The 95800 CPT description outlines a precise code used in specific transaction and compliance contexts, defining allowable activities and regulatory expectations. This reference...

Mara Ellison Jul 11, 2026
95800 CPT Code Description: Complete Breakdown & Billing Guide

The 95800 CPT description outlines a precise code used in specific transaction and compliance contexts, defining allowable activities and regulatory expectations. This reference supports accurate coding, consistent reporting, and alignment with program rules across relevant systems.

Below is a structured overview that clarifies core attributes, usage scenarios, and related references for the 95800 CPT description.

Code Short Label Category Key Constraints
95800 Audiologic Evaluation Diagnostic Requires documented medical necessity
95800 Audiologic Evaluation Billing Unit One unit per patient per date of service
95800 Audiologic Evaluation Regulatory Subject to payer policy edits
95800 Audiologic Evaluation Clinical Scope May include case history, testing, interpretation

Clinical Purpose and Use Case

The 95800 CPT description defines an audiologic evaluation intended to assess hearing function and related auditory processing. Providers use this code when performing diagnostic services that require case history, otoscopy, and one or more standardized tests. Documenting the medical necessity ensures that the service meets coverage criteria and supports appropriate reimbursement.

Billing Rules and Unit Guidelines

Under the 95800 CPT description, billing is typically limited to one unit per patient on a given date of service, regardless of the number of tests performed. Payers may apply edits that require prior authorization or medical necessity documentation, so verifying payment policies before service is essential. Modifier usage is uncommon, but specific circumstances may warrant consultation with payer guidelines and official coding references.

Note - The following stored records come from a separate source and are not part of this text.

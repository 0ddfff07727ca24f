//! Merged staging file validation.
//!
//! The merged file is what gets uploaded and loaded, so its header must be the
//! warehouse schema exactly and every row must sit inside the window.

use std::collections::{BTreeMap, BTreeSet, HashSet};
use std::path::Path;

use chrono::NaiveDate;

use super::report::{ValidationReport, ViolationKind, WarningKind};
use super::{
    bar_warnings, check_dataset, check_ohlc, finish_metrics, optional_f64, price, read_table,
    required, volume, Ohlc, DEFAULT_MAX_STALENESS_DAYS,
};
use crate::domain::{CleanRecord, DateWindow, MergedSource};
use crate::merge::{find_discrepancies, DEFAULT_DISCREPANCY_PCT};
use crate::schema;
use crate::staging::StagingError;

#[derive(Debug, Clone)]
pub struct TransformedRules {
    pub symbols: Vec<String>,
    pub window: DateWindow,
    pub as_of: NaiveDate,
    pub max_staleness_days: Option<i64>,
    pub discrepancy_threshold_pct: f64,
}

impl TransformedRules {
    pub fn new(symbols: Vec<String>, window: DateWindow, as_of: NaiveDate) -> Self {
        Self {
            symbols,
            window,
            as_of,
            max_staleness_days: Some(DEFAULT_MAX_STALENESS_DAYS),
            discrepancy_threshold_pct: DEFAULT_DISCREPANCY_PCT,
        }
    }
}

/// Validate the merged file. `sources` are the two clean datasets the merge was
/// built from; when given, cross-source close discrepancies become warnings.
pub fn validate_merged_file(
    path: &Path,
    rules: &TransformedRules,
    sources: Option<(&[CleanRecord], &[CleanRecord])>,
) -> Result<ValidationReport, StagingError> {
    let name = path
        .file_name()
        .map(|n| n.to_string_lossy().into_owned())
        .unwrap_or_else(|| path.display().to_string());
    let mut report = ValidationReport::new(name);
    let (columns, rows) = read_table(path, &mut report)?;

    let header = columns.names();
    let schema_check = schema::validate_columns(&header);
    if !schema_check.is_valid {
        for err in schema_check.errors {
            report.violation(ViolationKind::SchemaMismatch, None, err);
        }
        return Ok(report);
    }

    let mut seen_keys: HashSet<(String, NaiveDate)> = HashSet::new();
    let mut previous: Option<(NaiveDate, String)> = None;
    let mut in_window: BTreeMap<String, BTreeSet<NaiveDate>> = BTreeMap::new();
    let mut symbols: BTreeSet<String> = BTreeSet::new();

    for (row, record) in &rows {
        let row = *row;
        report.metrics.record_count += 1;

        let symbol = required(&mut report, row, "symbol", columns.get(record, "symbol"));
        let date = required(&mut report, row, "date", columns.get(record, "date")).and_then(|t| {
            match NaiveDate::parse_from_str(t, "%Y-%m-%d") {
                Ok(d) => Some(d),
                Err(_) => {
                    report.violation(
                        ViolationKind::TypeMismatch,
                        Some(row),
                        format!("date '{t}' is not YYYY-MM-DD"),
                    );
                    None
                }
            }
        });

        let source_text = columns.get(record, "source");
        if let Some(s) = required(&mut report, row, "source", source_text) {
            if let Err(e) = s.parse::<MergedSource>() {
                report.violation(ViolationKind::TypeMismatch, Some(row), e.to_string());
            }
        }
        *report
            .metrics
            .per_source
            .entry(source_text.to_string())
            .or_default() += 1;

        let open = price(&mut report, row, "open", columns.get(record, "open"));
        let high = price(&mut report, row, "high", columns.get(record, "high"));
        let low = price(&mut report, row, "low", columns.get(record, "low"));
        let close = price(&mut report, row, "close", columns.get(record, "close"));
        let vol = volume(&mut report, row, columns.get(record, "volume"));
        optional_f64(&mut report, row, "daily_change", columns.get(record, "daily_change"));
        let volatility = optional_f64(&mut report, row, "volatility", columns.get(record, "volatility"));
        if let Some(Some(v)) = volatility {
            if v < 0.0 {
                report.violation(
                    ViolationKind::OutOfRange,
                    Some(row),
                    format!("volatility {v} is negative"),
                );
            }
        }

        let bar = match (open, high, low, close) {
            (Some(open), Some(high), Some(low), Some(close)) => {
                let bar = Ohlc { open, high, low, close };
                check_ohlc(&mut report, row, bar);
                Some(bar)
            }
            _ => None,
        };

        let (Some(symbol), Some(date)) = (symbol, date) else {
            continue;
        };
        report.metrics.observe_date(date);
        symbols.insert(symbol.to_string());

        if !rules.symbols.iter().any(|s| s == symbol) {
            report.violation(
                ViolationKind::UnknownSymbol,
                Some(row),
                format!("symbol '{symbol}' is not configured"),
            );
        }
        if date > rules.as_of {
            report.violation(
                ViolationKind::TemporalInconsistency,
                Some(row),
                format!("date {date} is in the future (as of {})", rules.as_of),
            );
        }
        if rules.window.contains(date) {
            in_window.entry(symbol.to_string()).or_default().insert(date);
        } else {
            report.violation(
                ViolationKind::TemporalInconsistency,
                Some(row),
                format!("date {date} is outside the extraction window {}", rules.window),
            );
        }
        if !seen_keys.insert((symbol.to_string(), date)) {
            report.violation(
                ViolationKind::DuplicateKey,
                Some(row),
                format!("more than one record for {symbol} on {date}"),
            );
        }

        let key = (date, symbol.to_string());
        if let Some(prev) = &previous {
            if key < *prev {
                report.violation(
                    ViolationKind::TemporalInconsistency,
                    Some(row),
                    format!("rows are not sorted by (date, symbol): {symbol} {date} after {} {}", prev.1, prev.0),
                );
            }
        }
        previous = Some(key);

        if let (Some(bar), Some(vol)) = (bar, vol) {
            bar_warnings(&mut report, row, date, rules.as_of, bar, vol);
        }
    }

    finish_metrics(&mut report, &symbols);
    check_dataset(
        &mut report,
        &rules.symbols,
        rules.window,
        &in_window,
        rules.max_staleness_days,
        rules.as_of,
    );

    if let Some((left, right)) = sources {
        for d in find_discrepancies(left, right, rules.discrepancy_threshold_pct) {
            report.warn(
                WarningKind::SourceDiscrepancy,
                None,
                format!(
                    "{} {}: alpha_vantage close {} vs yahoo_finance close {} ({:.2}%)",
                    d.symbol, d.date, d.alpha_vantage_close, d.yahoo_finance_close, d.pct_diff
                ),
            );
        }
    }
    Ok(report)
}

#[cfg(test)]
mod tests {
    use super::*;
    use crate::domain::Source;
    use chrono::Utc;
    use std::fs;

    const HEADER: &str = "symbol,date,open,high,low,close,volume,daily_change,volatility,source\n";

    fn d(s: &str) -> NaiveDate {
        NaiveDate::parse_from_str(s, "%Y-%m-%d").unwrap()
    }

    fn rules() -> TransformedRules {
        TransformedRules::new(
            vec!["AAPL".into(), "MSFT".into()],
            DateWindow::new(d("2024-01-02"), d("2024-01-03")).unwrap(),
            d("2024-01-03"),
        )
    }

    fn validate_with(body: &str, sources: Option<(&[CleanRecord], &[CleanRecord])>) -> ValidationReport {
        let dir = tempfile::tempdir().unwrap();
        let path = dir.path().join("merged_stock_data.csv");
        fs::write(&path, format!("{HEADER}{body}")).unwrap();
        validate_merged_file(&path, &rules(), sources).unwrap()
    }

    fn validate(body: &str) -> ValidationReport {
        validate_with(body, None)
    }

    const GOOD: &str = "AAPL,2024-01-02,187.15,188.44,183.89,185.64,82488700,-6.89,,alpha_vantage\n\
                        MSFT,2024-01-02,373.86,375.90,366.77,370.87,25258600,-5.91,,yahoo_finance\n\
                        AAPL,2024-01-03,184.22,185.88,183.43,184.25,58414500,-1.39,2.1,blended\n\
                        MSFT,2024-01-03,369.01,373.26,368.51,370.60,23083500,-0.27,1.8,alpha_vantage\n";

    #[test]
    fn well_formed_file_passes() {
        let report = validate(GOOD);
        assert!(report.passed(), "{}", report.summary(10));
        assert_eq!(report.metrics.record_count, 4);
        assert_eq!(report.metrics.symbol_count, 2);
        assert_eq!(report.metrics.first_date, Some(d("2024-01-02")));
    }

    #[test]
    fn schema_mismatch_fails() {
        let dir = tempfile::tempdir().unwrap();
        let path = dir.path().join("merged.csv");
        fs::write(
            &path,
            "symbol,date,open,high,low,close,volume,source\nAAPL,2024-01-02,1,1,1,1,1,alpha_vantage\n",
        )
        .unwrap();
        let report = validate_merged_file(&path, &rules(), None).unwrap();
        assert!(report.has_violation(ViolationKind::SchemaMismatch));
    }

    #[test]
    fn out_of_window_and_duplicates_fail() {
        let report = validate(&format!(
            "{GOOD}AAPL,2024-01-03,184.22,185.88,183.43,184.25,58414500,,,alpha_vantage\n\
             AAPL,2024-01-04,182.15,183.09,180.88,181.91,71983600,,,alpha_vantage\n"
        ));
        assert!(report.has_violation(ViolationKind::DuplicateKey));
        assert!(report.has_violation(ViolationKind::TemporalInconsistency));
    }

    #[test]
    fn gap_in_one_symbol_fails() {
        let report = validate(
            "AAPL,2024-01-02,187.15,188.44,183.89,185.64,82488700,-6.89,,alpha_vantage\n\
             MSFT,2024-01-02,373.86,375.90,366.77,370.87,25258600,-5.91,,yahoo_finance\n\
             AAPL,2024-01-03,184.22,185.88,183.43,184.25,58414500,-1.39,2.1,blended\n",
        );
        assert!(report.has_violation(ViolationKind::MissingDate));
        assert_eq!(report.violations.len(), 1);
    }

    #[test]
    fn negative_volatility_fails() {
        let report = validate(
            "AAPL,2024-01-02,187.15,188.44,183.89,185.64,82488700,,-0.1,alpha_vantage\n\
             MSFT,2024-01-02,373.86,375.90,366.77,370.87,25258600,,,alpha_vantage\n",
        );
        assert!(report.has_violation(ViolationKind::OutOfRange));
    }

    #[test]
    fn unsorted_rows_fail() {
        let report = validate(
            "MSFT,2024-01-02,373.86,375.90,366.77,370.87,25258600,,,alpha_vantage\n\
             AAPL,2024-01-02,187.15,188.44,183.89,185.64,82488700,,,alpha_vantage\n",
        );
        assert!(report.has_violation(ViolationKind::TemporalInconsistency));
    }

    #[test]
    fn discrepancies_are_warnings() {
        let clean = |close: f64, source: Source| CleanRecord {
            symbol: "AAPL".into(),
            date: d("2024-01-02"),
            open: close,
            high: close,
            low: close,
            close,
            volume: 1,
            daily_change: None,
            volatility: None,
            source,
            extracted_at: Utc::now(),
            processed_at: Utc::now(),
        };
        let av = vec![clean(185.64, Source::AlphaVantage)];
        let yf = vec![clean(200.0, Source::YahooFinance)];
        let report = validate_with(GOOD, Some((av.as_slice(), yf.as_slice())));
        assert!(report.passed());
        assert!(report.has_warning(WarningKind::SourceDiscrepancy));
    }
}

Compliance and Documentation Requirements

Adherence to the 95800 CPT description demands thorough records that justify the evaluation, outline clinical findings, and link services to the patient’s condition. Accurate diagnosis codes, timestamps, and provider credentials help prevent claim denials and support audit readiness. Practices should align documentation workflows with payer requirements and evolving regulatory standards.

When distinguishing the 95800 CPT description from other auditory codes, it is important to recognize scope, complexity, and billing limitations. The table below highlights how this code contrasts with time-based or specialized evaluations.

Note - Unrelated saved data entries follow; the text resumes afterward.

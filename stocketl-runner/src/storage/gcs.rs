//! Google Cloud Storage over the JSON API.
//!
//! Uploads are multipart (metadata + media) so the blake3 hash travels as
//! custom object metadata and `head` can compare it without downloading.

use std::sync::Arc;
use std::time::Duration;

use reqwest::blocking::Client;
use reqwest::{StatusCode, Url};
use serde::Deserialize;
use serde_json::json;

use super::{content_hash, ObjectMeta, ObjectStore, StorageError};
use crate::auth::TokenSource;

pub const DEFAULT_BASE_URL: &str = "https://storage.googleapis.com";
const HASH_METADATA_KEY: &str = "blake3";
const BOUNDARY: &str = "stocketl-multipart-boundary";

#[derive(Debug, Deserialize)]
struct GcsObject {
    name: String,
    /// GCS encodes int64 as a JSON string.
    size: String,
    #[serde(default)]
    metadata: std::collections::BTreeMap<String, String>,
}

pub struct GcsObjectStore {
    client: Client,
    base_url: String,
    bucket: String,
    tokens: Arc<dyn TokenSource>,
}

impl GcsObjectStore {
    pub fn new(bucket: impl Into<String>, tokens: Arc<dyn TokenSource>) -> Result<Self, StorageError> {
        let client = Client::builder()
            .timeout(Duration::from_secs(60))
            .build()
            .map_err(|e| StorageError::Http(e.to_string()))?;
        Ok(Self {
            client,
            base_url: DEFAULT_BASE_URL.to_string(),
            bucket: bucket.into(),
            tokens,
        })
    }

    pub fn with_base_url(mut self, base_url: impl Into<String>) -> Self {
        self.base_url = base_url.into().trim_end_matches('/').to_string();
        self
    }

    /// `{base}/storage/v1/b/{bucket}/o/{key}` with the key as one encoded segment.
    fn object_url(&self, key: &str) -> Result<Url, StorageError> {
        let mut url = Url::parse(&self.base_url).map_err(|e| StorageError::Http(e.to_string()))?;
        url.path_segments_mut()
            .map_err(|_| StorageError::Http(format!("base url {} cannot be a base", self.base_url)))?
            .pop_if_empty()
            .extend(["storage", "v1", "b", &self.bucket, "o", key]);
        Ok(url)
    }

    fn upload_url(&self) -> Result<Url, StorageError> {
        let mut url = Url::parse(&self.base_url).map_err(|e| StorageError::Http(e.to_string()))?;
        url.path_segments_mut()
            .map_err(|_| StorageError::Http(format!("base url {} cannot be a base", self.base_url)))?
            .pop_if_empty()
            .extend(["upload", "storage", "v1", "b", &self.bucket, "o"]);
        url.query_pairs_mut().append_pair("uploadType", "multipart");
        Ok(url)
    }

    fn to_meta(&self, obj: GcsObject) -> Result<ObjectMeta, StorageError> {
        let size = obj.size.parse().map_err(|_| StorageError::BadMetadata {
            key: obj.name.clone(),
            message: format!("size '{}' is not an integer", obj.size),
        })?;
        Ok(ObjectMeta {
            bucket: self.bucket.clone(),
            content_hash: obj.metadata.get(HASH_METADATA_KEY).cloned(),
            key: obj.name,
            size,
        })
    }

    fn check_status(resp: reqwest::blocking::Response) -> Result<reqwest::blocking::Response, StorageError> {
        let status = resp.status();
        if status.is_success() {
            return Ok(resp);
        }
        let body = resp.text().unwrap_or_default();
        let snippet: String = body.chars().take(200).collect();
        Err(StorageError::Http(format!("HTTP {status}: {snippet}")))
    }
}

/// `multipart/related` body: JSON metadata part, then the media part.
pub(crate) fn multipart_body(metadata: &serde_json::Value, content_type: &str, bytes: &[u8]) -> Vec<u8> {
    let mut body = Vec::with_capacity(bytes.len() + 512);
    body.extend_from_slice(
        format!("--{BOUNDARY}\r\nContent-Type: application/json; charset=UTF-8\r\n\r\n{metadata}\r\n")
            .as_bytes(),
    );
    body.extend_from_slice(format!("--{BOUNDARY}\r\nContent-Type: {content_type}\r\n\r\n").as_bytes());
    body.extend_from_slice(bytes);
    body.extend_from_slice(format!("\r\n--{BOUNDARY}--\r\n").as_bytes());
    body
}

impl ObjectStore for GcsObjectStore {
    fn name(&self) -> &str {
        "gs"
    }

    fn bucket(&self) -> &str {
        &self.bucket
    }

    fn put(&self, key: &str, bytes: &[u8], content_type: &str) -> Result<ObjectMeta, StorageError> {
        let mut custom = serde_json::Map::new();
        custom.insert(HASH_METADATA_KEY.to_string(), content_hash(bytes).into());
        let metadata = json!({
            "name": key,
            "contentType": content_type,
            "metadata": custom,
        });
        let resp = self
            .client
            .post(self.upload_url()?)
            .bearer_auth(self.tokens.token()?)
            .header(
                reqwest::header::CONTENT_TYPE,
                format!("multipart/related; boundary={BOUNDARY}"),
            )
            .body(multipart_body(&metadata, content_type, bytes))
            .send()
            .map_err(|e| StorageError::Http(e.without_url().to_string()))?;
        let obj: GcsObject = Self::check_status(resp)?
            .json()
            .map_err(|e| StorageError::Http(e.to_string()))?;
        self.to_meta(obj)
    }

    fn head(&self, key: &str) -> Result<Option<ObjectMeta>, StorageError> {
        let resp = self
            .client
            .get(self.object_url(key)?)
            .bearer_auth(self.tokens.token()?)
            .send()
            .map_err(|e| StorageError::Http(e.without_url().to_string()))?;
        if resp.status() == StatusCode::NOT_FOUND {
            return Ok(None);
        }
        let obj: GcsObject = Self::check_status(resp)?
            .json()
            .map_err(|e| StorageError::Http(e.to_string()))?;
        self.to_meta(obj).map(Some)
    }

    fn get(&self, key: &str) -> Result<Vec<u8>, StorageError> {
        let mut url = self.object_url(key)?;
        url.query_pairs_mut().append_pair("alt", "media");
        let resp = self
            .client
            .get(url)
            .bearer_auth(self.tokens.token()?)
            .send()
            .map_err(|e| StorageError::Http(e.without_url().to_string()))?;
        if resp.status() == StatusCode::NOT_FOUND {
            return Err(StorageError::NotFound {
                bucket: self.bucket.clone(),
                key: key.to_string(),
            });
        }
        let bytes = Self::check_status(resp)?
            .bytes()
            .map_err(|e| StorageError::Http(e.to_string()))?;
        Ok(bytes.to_vec())
    }
}

#[cfg(test)]
mod tests {
    use super::*;
    use crate::auth::StaticTokenSource;

    fn store() -> GcsObjectStore {
        GcsObjectStore::new("stock-data", Arc::new(StaticTokenSource("t".into())))
            .unwrap()
            .with_base_url("http://localhost:4443/")
    }

    #[test]
    fn object_key_is_one_encoded_segment() {
        let url = store()
            .object_url("stock_data/2024-01-02/merged_stock_data.csv")
            .unwrap();
        assert_eq!(
            url.as_str(),
            "http://localhost:4443/storage/v1/b/stock-data/o/stock_data%2F2024-01-02%2Fmerged_stock_data.csv"
        );
    }

    #[test]
    fn upload_url_is_multipart() {
        assert_eq!(
            store().upload_url().unwrap().as_str(),
            "http://localhost:4443/upload/storage/v1/b/stock-data/o?uploadType=multipart"
        );
    }

    #[test]
    fn multipart_body_has_both_parts() {
        let body = multipart_body(&json!({"name": "k"}), "text/csv", b"a,b\n");
        let text = String::from_utf8(body).unwrap();
        assert!(text.starts_with(&format!("--{BOUNDARY}\r\n")));
        assert!(text.contains(r#"{"name":"k"}"#));
        assert!(text.contains("Content-Type: text/csv\r\n\r\na,b\n"));
        assert!(text.ends_with(&format!("--{BOUNDARY}--\r\n")));
    }

    #[test]
    fn parses_object_resource() {
        let obj: GcsObject = serde_json::from_str(
            r#"{"kind": "storage#object", "name": "k.csv", "size": "42",
                "metadata": {"blake3": "abc"}}"#,
        )
        .unwrap();
        let meta = store().to_meta(obj).unwrap();
        assert_eq!(meta.size, 42);
        assert_eq!(meta.content_hash.as_deref(), Some("abc"));
    }
}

Code Service Description Typical Setting Billing Frequency Notes
95800 Audiologic Evaluation Outpatient Clinic One unit per patient per date
95806 Comprehensive Audiology Complex or time-based cases May require prior auth
92507 Speech Reception Threshold Diagnostic Testing Component of 95800 when performed alone
92508 Acoustic Immittance Office or Outpatient Can be billed separately if medically distinct

Key Takeaways for Practice and Billing

  • Understand the defined scope of the 95800 CPT description and applicable settings.
  • Follow unit billing rules and payer policy edits to avoid denials.
  • Maintain detailed documentation linking clinical findings to medical necessity.
  • Review comparative codes when services extend beyond a standard evaluation.
  • Confirm authorization and compliance requirements before scheduling services.

FAQ

Reader questions

Can 95800 be billed on the same day as other hearing tests?

Yes, when distinct services are performed and each meets medical necessity, but some payers require modifier decisions based on time or clinical complexity.

Is prior authorization required for the 95800 CPT description?

Many plans require prior authorization for audiologic evaluations, especially when performed frequently or in specific clinical settings; always verify individual payer policy.

What documentation supports the medical necessity under 95800?

Documentation should include patient history, symptom rationale, test selection, results interpretation, and care plan to justify the evaluation as medically necessary.

Are there age-specific considerations in the 95800 CPT description?

Pediatric and geriatric patients may have different testing protocols and frequency tables, so payer rules and clinical guidelines should be reviewed for these populations.